Abstract

Abstract Uranium-lead geochronology of zircon from five subaqueous ash-flow tuffs distributed throughout the Stanley Group of the Ouachita Mountains in Oklahoma and Arkansas define eruption ages that range from 328.5 ± 2.7 Ma near the base to 320.7 ± 2.5 Ma near the top. Biostratigraphy indicates that the oldest age of the Stanley Group is likely to be between 345.3 and 338 Ma. From these age constraints and stratigraphic positions of the tuff units, calculated deposition rates are 1–40 m/My in the Lower Tenmile Creek Formation (< 326 to 322.4 ± 2.4 Ma) and increase to 300–1400 m/My for the overlying Moyers and Chickasaw Creek formations (322.4 ± 2.4 to 320.7 ± 2.5 Ma).

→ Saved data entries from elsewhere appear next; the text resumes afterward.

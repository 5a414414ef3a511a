//! Grid coordinates and cell sets.

use serde::{Deserialize, Serialize};

/// A cell coordinate. `x` is the column, `y` the row.
#[derive(Clone, Copy, Debug, PartialEq, Eq, Hash, PartialOrd, Ord, Serialize, Deserialize)]
pub struct Pos {
    pub x: u8,
    pub y: u8,
}

impl Pos {
    /// Offsets of the orthogonal neighbourhood.
    pub const DIRECTIONS: [(i8, i8); 4] = [(1, 0), (0, -1), (-1, 0), (0, 1)];

    #[must_use]
    pub const fn new(x: u8, y: u8) -> Self {
        Self { x, y }
    }

    /// Manhattan distance.
    #[inline]
    #[must_use]
    pub fn distance(self, other: Pos) -> u32 {
        u32::from(self.x.abs_diff(other.x)) + u32::from(self.y.abs_diff(other.y))
    }

    /// Whether `other` is one orthogonal step away.
    #[inline]
    #[must_use]
    pub fn is_adjacent(self, other: Pos) -> bool {
        self.distance(other) == 1
    }

    /// Cell shifted by `(dx, dy)`, or `None` when it would leave `u8` space.
    #[inline]
    #[must_use]
    pub fn offset(self, dx: i8, dy: i8) -> Option<Pos> {
        let x = self.x.checked_add_signed(dx)?;
        let y = self.y.checked_add_signed(dy)?;
        Some(Pos { x, y })
    }

    /// The orthogonal neighbours that stay inside a `width` x `height` grid.
    pub fn neighbors(self, width: u8, height: u8) -> impl Iterator<Item = Pos> {
        Self::DIRECTIONS
            .into_iter()
            .filter_map(move |(dx, dy)| self.offset(dx, dy))
            .filter(move |p| p.x < width && p.y < height)
    }
}

impl std::fmt::Display for Pos {
    fn fmt(&self, f: &mut std::fmt::Formatter<'_>) -> std::fmt::Result {
        write!(f, "({},{})", self.x, self.y)
    }
}

/// Boolean matrix over the board, used for reachable and attackable cells.
#[derive(Clone, Debug, PartialEq, Eq)]
pub struct CellSet {
    width: u8,
    height: u8,
    cells: Vec<bool>,
}

impl CellSet {
    /// Empty set for a `width` x `height` grid.
    #[must_use]
    pub fn new(width: u8, height: u8) -> Self {
        Self {
            width,
            height,
            cells: vec![false; usize::from(width) * usize::from(height)],
        }
    }

    #[inline]
    fn index(&self, pos: Pos) -> Option<usize> {
        (pos.x < self.width && pos.y < self.height)
            .then(|| usize::from(pos.y) * usize::from(self.width) + usize::from(pos.x))
    }

    /// Whether `pos` is in the set. Out-of-grid cells never are.
    #[inline]
    #[must_use]
    pub fn contains(&self, pos: Pos) -> bool {
        self.index(pos).map_or(false, |i| self.cells[i])
    }

    /// Add `pos`; out-of-grid cells are ignored.
    #[inline]
    pub fn insert(&mut self, pos: Pos) {
        if let Some(i) = self.index(pos) {
            self.cells[i] = true;
        }
    }

    /// Remove `pos`.
    #[inline]
    pub fn remove(&mut self, pos: Pos) {
        if let Some(i) = self.index(pos) {
            self.cells[i] = false;
        }
    }

    /// Number of cells in the set.
    #[must_use]
    pub fn len(&self) -> usize {
        self.cells.iter().filter(|&&c| c).count()
    }

    #[must_use]
    pub fn is_empty(&self) -> bool {
        !self.cells.iter().any(|&c| c)
    }

    /// Cells in row-major scan order.
    pub fn iter(&self) -> impl Iterator<Item = Pos> + '_ {
        let width = usize::from(self.width.max(1));
        self.cells
            .iter()
            .enumerate()
            .filter(|(_, &c)| c)
            .map(move |(i, _)| Pos::new((i % width) as u8, (i / width) as u8))
    }
}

Ages of zircons representing detrital components in the tuffs indicate that they are derived mainly from Laurentian sources. The flysch units in the Stanley Group were deposited in a remnant ocean basin flanked by the Alleghenian orogen to the east, which supplied west-southwest-flowing submarine fan systems. These fans likely incorporated material cycled through a growing offshore allochthonous prism in front of a northward-encroaching volcanic arc system to the south of the Laurentian margin in the late Mississippian.